# New Thermostats and still overheating.... Water Pump?



## breezeman23 (Sep 5, 2016)

Hey all, just started work on a 2001 Nissan maxima 3.0 and am having some issues after installing both of the thermostats.

The car was overheating within the first 5 minutes of starting the engine. First thought was thermostat. So i went down to AA and bought both of the thermostats. I figured while i was in there i would replace both of them to rule out an issue with one or the other. After replacing i ran the car, filling the radiator with coolant (50/50) until it was full, leaving the rad cap off to get rid of any air. 

The car is still overheating within the same amount of time it did previously. Now ive read alot about blow head gaskets and i realize this is a possibility. In the past ive seen BHG's and the coolant is usually, in my experience, a murky oily color. The smell seems to be different too. When i initially took out the old thermo's the coolant flowed out, and i couldn't notice a change in the coolant, so a BHG was ruled out in my mind. Upon further reading, after the overheating issue persisted, i realize i might be wrong. 

The water pump would have been my next step but being that it is gear driven and not belt driven, im thinking theres less of a chance of it malfunctioning. But could this still be the culprit?

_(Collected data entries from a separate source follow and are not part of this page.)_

//! Genesis blocks for each volt network.

use std::sync::Arc;

use chrono::{TimeZone, Utc};
use lazy_static::lazy_static;

use crate::amount::Amount;
use crate::block::{merkle, Block, Header, Height};
use crate::transaction::Transaction;
use crate::transfer::{CoinbaseData, Input, LockScript, Output};
use crate::block;

use super::{Network, NetworkParameters, GENESIS_PREVIOUS_BLOCK_HASH};

/// The fixed timestamp of both genesis blocks: 2024-01-01 00:00:00 UTC.
const GENESIS_TIMESTAMP: i64 = 1_704_067_200;

lazy_static! {
    static ref MAINNET_GENESIS: Arc<Block> =
        build_genesis(Network::Mainnet, b"volt mainnet genesis".to_vec());
    static ref TESTNET_GENESIS: Arc<Block> =
        build_genesis(Network::Testnet, b"volt testnet genesis".to_vec());
}

fn build_genesis(network: Network, tag: Vec<u8>) -> Arc<Block> {
    let coinbase = Transaction::new(
        1,
        vec![Input::Coinbase {
            height: Height(0),
            data: CoinbaseData::new(tag),
        }],
        vec![Output {
            value: Amount::from_units(NetworkParameters::for_network(network).max_block_subsidy),
            // The genesis subsidy pays to the unspendable all-zero key hash.
            lock: LockScript::SingleSignature {
                pub_key_hash: [0u8; 20],
            },
        }],
    );
    let merkle_root: merkle::Root = std::iter::once(coinbase.hash()).collect();
    let time = Utc
        .timestamp_opt(GENESIS_TIMESTAMP, 0)
        .single()
        .expect("hard-coded genesis timestamp is valid");
    let header = Header::new(
        1,
        GENESIS_PREVIOUS_BLOCK_HASH,
        merkle_root,
        time,
        NetworkParameters::for_network(network).pow_limit,
        0,
    );
    Arc::new(Block {
        header,
        transactions: vec![Arc::new(coinbase)],
    })
}

/// Returns the genesis block of `network`.
pub fn genesis_block(network: Network) -> Arc<Block> {
    match network {
        Network::Mainnet => MAINNET_GENESIS.clone(),
        Network::Testnet => TESTNET_GENESIS.clone(),
    }
}

/// Returns the hash of the genesis block of `network`.
pub fn genesis_hash(network: Network) -> block::Hash {
    genesis_block(network).hash()
}

#[cfg(test)]
mod tests {
    use super::*;

    #[test]
    fn genesis_is_height_zero_coinbase_only() {
        for network in [Network::Mainnet, Network::Testnet] {
            let genesis = genesis_block(network);
            assert_eq!(genesis.coinbase_height(), Some(Height(0)));
            assert_eq!(genesis.transactions.len(), 1);
            assert!(genesis.transactions[0].is_coinbase());
            assert_eq!(
                genesis.header.previous_block_hash,
                GENESIS_PREVIOUS_BLOCK_HASH
            );
        }
    }

    #[test]
    fn networks_have_distinct_genesis_hashes() {
        assert_ne!(genesis_hash(Network::Mainnet), genesis_hash(Network::Testnet));
    }

    #[test]
    fn genesis_merkle_root_matches_coinbase() {
        let genesis = genesis_block(Network::Mainnet);
        let root: merkle::Root =
            std::iter::once(genesis.transactions[0].hash()).collect();
        assert_eq!(genesis.header.merkle_root, root);
    }
}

Basically ive boiled it down to this:

-thermos replaced
-haven't flushed the radiator yet
-Should I replace the water pump?
-Could it be a BHG?


Please help me out, I need to have a resolve for this vehicle tomorrow and my options are running slim. Thanks so much in advance, hope to be back here for help in the future.

Cheers!


----------



## smj999smj (Jan 1, 2006)

Make sure you purge all of the air out of the system. Blown head gaskets occasionally occur on VQ engines, but it's not what I would consider a common problem. I would use a Lisle Spill-free funnel connected to the radiator neck to make sure all of the air is out of the system; if there is a blown head gasket, you'll see a never ending trail of air bubbles coming up through the coolant into the funnel. Turn the heater to full max when purging and, if you can, jack up the front end of the vehicle to help push the air forward and up out of the coolant system. You should be able to notice by looking at the coolant in the funnel when the thermostat is opening and the coolant is cycling. Make sure the radiator fans are not only working, but turning at fast enough speeds (I had a 2007 Maxima with overheating issues caused by a fan motor that was turning too slow and needed replacement). A restricted radiator is a possibility and can be checked for hot and cold spots by using an infrared thermometer. It's rare that a water pump fails on a VQ engine that doesn't result in coolant leaking or a loud noise.


----------



## Car guy (Mar 31, 2016)

New radiator and new radiator cap (for correct pressure, and in turn, thermal control).

How many pints new 50/50 did you add?

Use distilled water (not tap)? (Or pre-mix?)

Ever replace the heater core? Rusty-clogged?


----------